On Mon, Apr 24, 2017 at 10:04 AM, Chris Barker <chris.barker@noaa.gov> wrote:
>
> On Fri, Apr 21, 2017 at 2:34 PM, Stephan Hoyer <shoyer@gmail.com> wrote:
>
>>> In this case, we want something compatible with Python's string (i.e. full Unicode supporting) and I think should be as transparent as possible. Python's string has made the decision to present a character oriented API to users (despite what the manifesto says...).
>>
>>
>> Yes, but NumPy doesn't really implement string operations, so fortunately this is pretty irrelevant to us -- except for our API for specifying dtype size.
>
> Exactly -- the character-orientation of python strings means that people are used to thinking that strings have a length that is the number of characters in the string. I think there will a cognitive dissonance if someone does:
>
> arr[i] = a_string
>
> Which then raises a ValueError, something like:
>
> String too long for a string[12] dytype array.

We have the freedom to make the error message not suck. :-)

> When len(a_string) <= 12
>
> AND that will only occur if there are non-ascii characters in the string, and maybe only if there are more than N non-ascii characters. i.e. it is very likely to be a run-time error that may not have shown up in tests.
>
> So folks need to do something like:
>
> len(a_string.encode('utf-8')) to see if their string will fit.
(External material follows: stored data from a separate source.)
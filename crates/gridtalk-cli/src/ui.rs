//! Interactive chat UI: the render and upload surface for the turn loop

use std::time::Instant;

use crossterm::event::EventStream;
use futures::StreamExt;
use gridtalk_chat::{Render, Turn, TurnContent, TurnLoop};
use gridtalk_tui::{
    App, Theme,
    input::{Action, event_to_action},
    widgets::{ChatMessage, InputBox, MessageList, Spinner, content_height},
};
use ratatui::{
    Frame,
    layout::{Constraint, Direction, Layout},
    text::{Line, Span},
    widgets::{Block, Borders, Paragraph, Widget},
};

const HELP_TEXT: &str = "Ask about power flow, bus voltages, or system losses. \
Commands: /image <path> attaches an image to your next question, /image removes \
it, /help shows this text, /quit exits. Ctrl+C also exits.";

const WELCOME_TEXT: &str = "Power system analysis assistant. Ask a question, or \
upload a diagram with /image <path>. /help for commands.";

/// Full projection of the conversation into displayable messages. This is
/// the turn loop's render surface: every call rebuilds the whole list from
/// the snapshot, in order.
#[derive(Default)]
struct TurnView {
    messages: Vec<ChatMessage>,
}

impl Render for TurnView {
    fn render(&mut self, turns: &[Turn]) {
        self.messages = turns.iter().map(to_chat_message).collect();
    }
}

fn to_chat_message(turn: &Turn) -> ChatMessage {
    let base = match turn.role {
        gridtalk_ai::ChatRole::User => ChatMessage::user(turn.content.text()),
        gridtalk_ai::ChatRole::Assistant => ChatMessage::assistant(turn.content.text()),
    };
    match &turn.content {
        TurnContent::Image { image, .. } => base.with_attachment(format!(
            "image attached ({}x{})",
            image.width(),
            image.height()
        )),
        TurnContent::Text { .. } => base,
    }
}

enum Flow {
    Continue,
    Quit,
}

/// Interactive chat session state
struct ChatUi {
    turns: TurnLoop,
    view: TurnView,
    /// Transient lines shown after the conversation: the welcome text,
    /// upload notices, and failures surfaced in place of a reply. Cleared at
    /// the start of the next stimulus, which matches a full re-render.
    notices: Vec<ChatMessage>,
    input: InputBox,
    status: String,
    thinking: bool,
    spinner_start: Instant,
    scroll: usize,
    stick_to_bottom: bool,
    width: u16,
}

impl ChatUi {
    fn new(turns: TurnLoop) -> Self {
        Self {
            turns,
            view: TurnView::default(),
            notices: vec![ChatMessage::notice(WELCOME_TEXT)],
            input: InputBox::new().with_placeholder("Ask your question here..."),
            status: "Ready".to_string(),
            thinking: false,
            spinner_start: Instant::now(),
            scroll: 0,
            stick_to_bottom: true,
            width: 80,
        }
    }

    async fn handle(&mut self, action: Action, app: &mut App) -> anyhow::Result<Flow> {
        match action {
            Action::Submit => {
                let text = self.input.content().trim().to_string();
                if text.is_empty() {
                    return Ok(Flow::Continue);
                }
                self.input.clear();

                if let Some(command) = text.strip_prefix('/') {
                    return Ok(self.handle_command(command));
                }
                self.submit_prompt(text, app).await?;
                Ok(Flow::Continue)
            }
            Action::Interrupt | Action::Eof | Action::Escape => Ok(Flow::Quit),
            Action::PageUp => {
                self.stick_to_bottom = false;
                self.scroll = self.scroll.saturating_sub(10);
                Ok(Flow::Continue)
            }
            Action::PageDown => {
                self.scroll = self.scroll.saturating_add(10);
                Ok(Flow::Continue)
            }
            other => {
                self.input.handle_action(&other, self.width);
                Ok(Flow::Continue)
            }
        }
    }

    fn handle_command(&mut self, command: &str) -> Flow {
        self.notices.clear();
        let (name, arg) = match command.split_once(char::is_whitespace) {
            Some((name, arg)) => (name, arg.trim()),
            None => (command, ""),
        };

        match name {
            "help" => self.notices.push(ChatMessage::notice(HELP_TEXT)),
            "quit" | "exit" => return Flow::Quit,
            "image" if arg.is_empty() => {
                if self.turns.has_pending_image() {
                    self.turns.remove_image(&mut self.view);
                    self.notices
                        .push(ChatMessage::notice("Pending image removed."));
                } else {
                    self.notices
                        .push(ChatMessage::notice("Usage: /image <path-to-image>"));
                }
            }
            "image" => match std::fs::read(arg) {
                Ok(bytes) => match self.turns.attach_image(&bytes, &mut self.view) {
                    Ok((w, h)) => self.notices.push(ChatMessage::notice(format!(
                        "Image attached ({}x{}). It will be sent with your next question.",
                        w, h
                    ))),
                    Err(e) => self
                        .notices
                        .push(ChatMessage::error(format!("Could not use that image: {}", e))),
                },
                Err(e) => self
                    .notices
                    .push(ChatMessage::error(format!("Could not read {}: {}", arg, e))),
            },
            _ => self
                .notices
                .push(ChatMessage::error(format!("Unknown command: /{}", name))),
        }
        self.stick_to_bottom = true;
        Flow::Continue
    }

    async fn submit_prompt(&mut self, text: String, app: &mut App) -> anyhow::Result<()> {
        // Echo the prompt and freeze the UI on a thinking frame; the loop
        // renders the real turns once the backend call resolves.
        self.notices.clear();
        self.notices.push(ChatMessage::user(&text));
        self.thinking = true;
        self.spinner_start = Instant::now();
        self.stick_to_bottom = true;
        app.draw(|frame, theme| self.draw_frame(frame, theme))?;

        let result = self.turns.submit(&text, &mut self.view).await;

        self.thinking = false;
        self.notices.clear();
        match result {
            Ok(_) => {
                self.status = "Ready".to_string();
            }
            Err(e) => {
                self.status = "Error".to_string();
                self.notices
                    .push(ChatMessage::error(format!("No reply: {}", e)));
            }
        }
        self.stick_to_bottom = true;
        Ok(())
    }

    fn draw_frame(&mut self, frame: &mut Frame, theme: &Theme) {
        let chunks = Layout::default()
            .direction(Direction::Vertical)
            .constraints([
                Constraint::Min(1),    // Messages
                Constraint::Length(1), // Status
                Constraint::Length(3), // Input
            ])
            .split(frame.area());

        self.width = frame.area().width;

        // Messages, inside a titled border
        let block = Block::default()
            .borders(Borders::ALL)
            .border_style(theme.border_style())
            .title(" gridtalk │ power system analysis ");
        let inner = block.inner(chunks[0]);
        block.render(chunks[0], frame.buffer_mut());

        let mut display = self.view.messages.clone();
        display.extend(self.notices.iter().cloned());

        let height = content_height(&display, inner.width as usize);
        let max_scroll = height.saturating_sub(inner.height as usize);
        if self.stick_to_bottom || self.scroll > max_scroll {
            self.scroll = max_scroll;
        }

        MessageList::new(&display, theme)
            .scroll(self.scroll)
            .render(inner, frame.buffer_mut());

        // Status line
        if self.thinking {
            Spinner::new("Thinking...", theme, self.spinner_start)
                .render(chunks[1], frame.buffer_mut());
        } else {
            let mut spans = vec![Span::styled(self.status.clone(), theme.dim_style())];
            if let Some(pending) = self.turns.store().pending_image() {
                spans.push(Span::styled(
                    format!(
                        "  │  image pending ({}x{})",
                        pending.raw.width(),
                        pending.raw.height()
                    ),
                    theme.warning_style(),
                ));
            }
            Paragraph::new(Line::from(spans)).render(chunks[1], frame.buffer_mut());
        }

        // Input box
        self.input.render(chunks[2], frame.buffer_mut(), theme);
    }
}

/// Run the interactive session until the user exits
pub async fn run(turns: TurnLoop, theme: Theme) -> anyhow::Result<()> {
    let mut app = App::new()?.with_theme(theme);
    let mut state = ChatUi::new(turns);
    let mut events = EventStream::new();

    loop {
        app.draw(|frame, theme| state.draw_frame(frame, theme))?;

        let Some(event) = events.next().await else {
            break;
        };
        let Some(action) = event_to_action(event?) else {
            continue;
        };
        if let Flow::Quit = state.handle(action, &mut app).await? {
            break;
        }
    }

    Ok(())
}
//! Single-line text input widget

use crate::input::Action;
use crate::theme::Theme;
use ratatui::{
    buffer::Buffer,
    layout::Rect,
    style::Style,
    widgets::{Block, Borders, Paragraph, Widget},
};
use unicode_width::{UnicodeWidthChar, UnicodeWidthStr};

/// Single-line text input with cursor editing and horizontal scrolling.
/// The cursor is a byte offset, always kept on a char boundary.
#[derive(Debug, Default)]
pub struct InputBox {
    text: String,
    cursor: usize,
    /// Horizontal scroll offset in display columns
    scroll: usize,
    placeholder: String,
}

impl InputBox {
    /// Create a new input box
    pub fn new() -> Self {
        Self::default()
    }

    /// Set placeholder text
    pub fn with_placeholder(mut self, placeholder: impl Into<String>) -> Self {
        self.placeholder = placeholder.into();
        self
    }

    /// Get the current content
    pub fn content(&self) -> &str {
        &self.text
    }

    /// Clear the content
    pub fn clear(&mut self) {
        self.text.clear();
        self.cursor = 0;
        self.scroll = 0;
    }

    /// Byte offset of the char before the cursor, if any
    fn prev_boundary(&self) -> Option<usize> {
        self.text[..self.cursor]
            .char_indices()
            .last()
            .map(|(i, _)| i)
    }

    /// Byte offset just past the char at the cursor, if any
    fn next_boundary(&self) -> Option<usize> {
        self.text[self.cursor..]
            .chars()
            .next()
            .map(|c| self.cursor + c.len_utf8())
    }

    /// Display width of everything before the cursor
    fn cursor_column(&self) -> usize {
        self.text[..self.cursor].width()
    }

    fn insert(&mut self, c: char) {
        self.text.insert(self.cursor, c);
        self.cursor += c.len_utf8();
    }

    /// Handle an editing action; returns true if it was consumed
    pub fn handle_action(&mut self, action: &Action, width: u16) -> bool {
        let consumed = match action {
            Action::Char(c) => {
                self.insert(*c);
                true
            }
            Action::Backspace => match self.prev_boundary() {
                Some(start) => {
                    self.text.remove(start);
                    self.cursor = start;
                    true
                }
                None => false,
            },
            Action::Delete => {
                if self.cursor < self.text.len() {
                    self.text.remove(self.cursor);
                    true
                } else {
                    false
                }
            }
            Action::Left => match self.prev_boundary() {
                Some(start) => {
                    self.cursor = start;
                    true
                }
                None => false,
            },
            Action::Right => match self.next_boundary() {
                Some(end) => {
                    self.cursor = end;
                    true
                }
                None => false,
            },
            Action::Home => {
                self.cursor = 0;
                true
            }
            Action::End => {
                self.cursor = self.text.len();
                true
            }
            Action::ClearLine => {
                self.clear();
                true
            }
            Action::DeleteWord => {
                let mut start = self.cursor;
                // skip spaces, then the word before them
                while let Some((i, c)) = self.text[..start].char_indices().last() {
                    if c != ' ' {
                        break;
                    }
                    start = i;
                }
                while let Some((i, c)) = self.text[..start].char_indices().last() {
                    if c == ' ' {
                        break;
                    }
                    start = i;
                }
                self.text.drain(start..self.cursor);
                self.cursor = start;
                true
            }
            Action::Paste(pasted) => {
                // collapse newlines to single spaces for single-line input
                let mut last_was_space = false;
                for c in pasted.chars() {
                    if c == '\n' || c == '\r' {
                        if !last_was_space {
                            self.insert(' ');
                            last_was_space = true;
                        }
                    } else {
                        self.insert(c);
                        last_was_space = c == ' ';
                    }
                }
                true
            }
            _ => false,
        };

        if consumed {
            self.update_scroll(width as usize);
        }
        consumed
    }

    fn update_scroll(&mut self, width: usize) {
        let visible = width.saturating_sub(4).max(1);
        let column = self.cursor_column();
        if column < self.scroll {
            self.scroll = column;
        } else if column >= self.scroll + visible {
            self.scroll = column - visible + 1;
        }
    }

    /// Render the input box with its border and cursor
    pub fn render(&self, area: Rect, buf: &mut Buffer, theme: &Theme) {
        let block = Block::default()
            .borders(Borders::ALL)
            .border_style(theme.accent_style());
        let inner = block.inner(area);
        block.render(area, buf);

        if inner.width == 0 {
            return;
        }

        let (display, style) = if self.text.is_empty() {
            (self.placeholder.clone(), theme.dim_style())
        } else {
            (self.visible_slice(inner.width as usize), theme.base_style())
        };
        Paragraph::new(display).style(style).render(inner, buf);

        let cursor_x = self.cursor_column().saturating_sub(self.scroll);
        if cursor_x < inner.width as usize {
            let pos = (inner.x + cursor_x as u16, inner.y);
            if let Some(cell) = buf.cell_mut(pos) {
                cell.set_style(Style::default().bg(theme.accent));
            }
        }
    }

    /// The part of the text visible at the current scroll offset
    fn visible_slice(&self, width: usize) -> String {
        let mut out = String::new();
        let mut column = 0;
        for c in self.text.chars() {
            let w = c.width().unwrap_or(0);
            if column + w > self.scroll + width {
                break;
            }
            if column >= self.scroll {
                out.push(c);
            }
            column += w;
        }
        out
    }
}

#[cfg(test)]
mod tests {
    use super::*;

    fn typed(s: &str) -> InputBox {
        let mut input = InputBox::new();
        for c in s.chars() {
            input.handle_action(&Action::Char(c), 80);
        }
        input
    }

    #[test]
    fn test_typing_appends_at_cursor() {
        let input = typed("hello");
        assert_eq!(input.content(), "hello");
    }

    #[test]
    fn test_backspace_at_start_is_noop() {
        let mut input = InputBox::new();
        assert!(!input.handle_action(&Action::Backspace, 80));

        let mut input = typed("ab");
        input.handle_action(&Action::Home, 80);
        assert!(!input.handle_action(&Action::Backspace, 80));
        assert_eq!(input.content(), "ab");
    }

    #[test]
    fn test_edit_in_the_middle() {
        let mut input = typed("bus 14");
        input.handle_action(&Action::Left, 80);
        input.handle_action(&Action::Left, 80);
        input.handle_action(&Action::Char('x'), 80);
        assert_eq!(input.content(), "bus x14");
    }

    #[test]
    fn test_multibyte_chars_stay_on_boundaries() {
        let mut input = typed("Ω=5");
        input.handle_action(&Action::Left, 80);
        input.handle_action(&Action::Left, 80);
        input.handle_action(&Action::Backspace, 80);
        assert_eq!(input.content(), "=5");
        input.handle_action(&Action::Char('θ'), 80);
        assert_eq!(input.content(), "θ=5");
    }

    #[test]
    fn test_delete_word_takes_trailing_spaces_and_word() {
        let mut input = typed("power flow  ");
        input.handle_action(&Action::DeleteWord, 80);
        assert_eq!(input.content(), "power ");
        input.handle_action(&Action::DeleteWord, 80);
        assert_eq!(input.content(), "");
    }

    #[test]
    fn test_paste_collapses_newlines() {
        let mut input = InputBox::new();
        input.handle_action(&Action::Paste("yBus = [1\r\n2\n3]".to_string()), 80);
        assert_eq!(input.content(), "yBus = [1 2 3]");
    }

    #[test]
    fn test_clear_line() {
        let mut input = typed("anything");
        input.handle_action(&Action::ClearLine, 80);
        assert_eq!(input.content(), "");
    }
}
If not, they need to truncate it, and THAT is non-obvious how to do, too -- you don't want to truncate the encodes bytes naively, you could end up with an invalid bytestring. but you don't know how many characters to truncate, either.

If this becomes the right strategy for dealing with these problems (and I'm not sure that it is), we can easily make a utility function that does this for people.

This discussion is why I want to be sure that we have our use cases actually mapped out. For this kind of in-memory manipulation, I'd use an object array (a la pandas), then convert to the uniform-width string dtype when I needed to push this out to a C API, HDF5 file, or whatever actually requires a string-dtype array. The required width gets computed from the data after all of the manipulations are done. Doing in-memory assignments to a fixed-encoding, fixed-width string dtype will always have this kind of problem. You should only put up with it if you have a requirement to write to a format that specifies the width and the encoding. That specified encoding is frequently not latin-1!

>> I still don't understand why a latin encoding makes sense as a preferred one-byte-per-char dtype. The world, including Python 3, has standardized on UTF-8, which is also one-byte-per-char for (ASCII) scientific data.
>
> utf-8 is NOT a one-byte per char encoding. IF you want to assure that your data are one-byte per char, then you could use ASCII, and it would be binary compatible with utf-8, but not sure what the point of that is in this context.
>
> latin-1 or latin-9 buys you (over ASCII):
>
> - A bunch of accented characters -- sure it only covers the latin languages, but does cover those much better.
>
> - A handful of other characters, including scientifically useful ones. (a few greek characters, the degree symbol, etc...)
>
> - round-tripping of binary data (at least with Python's encoding/decoding) -- ANY string of bytes can be decodes as latin-1 and re-encoded to get the same bytes back. You may get garbage, but you won't get an EncodingError.

But what if the format I'm working with specifies another encoding? Am I supposed to encode all of my Unicode strings in the specified encoding, then decode as latin-1 to assign into my array? HDF5's UTF-8 arrays are a really important use case for me.

--
Robert Kern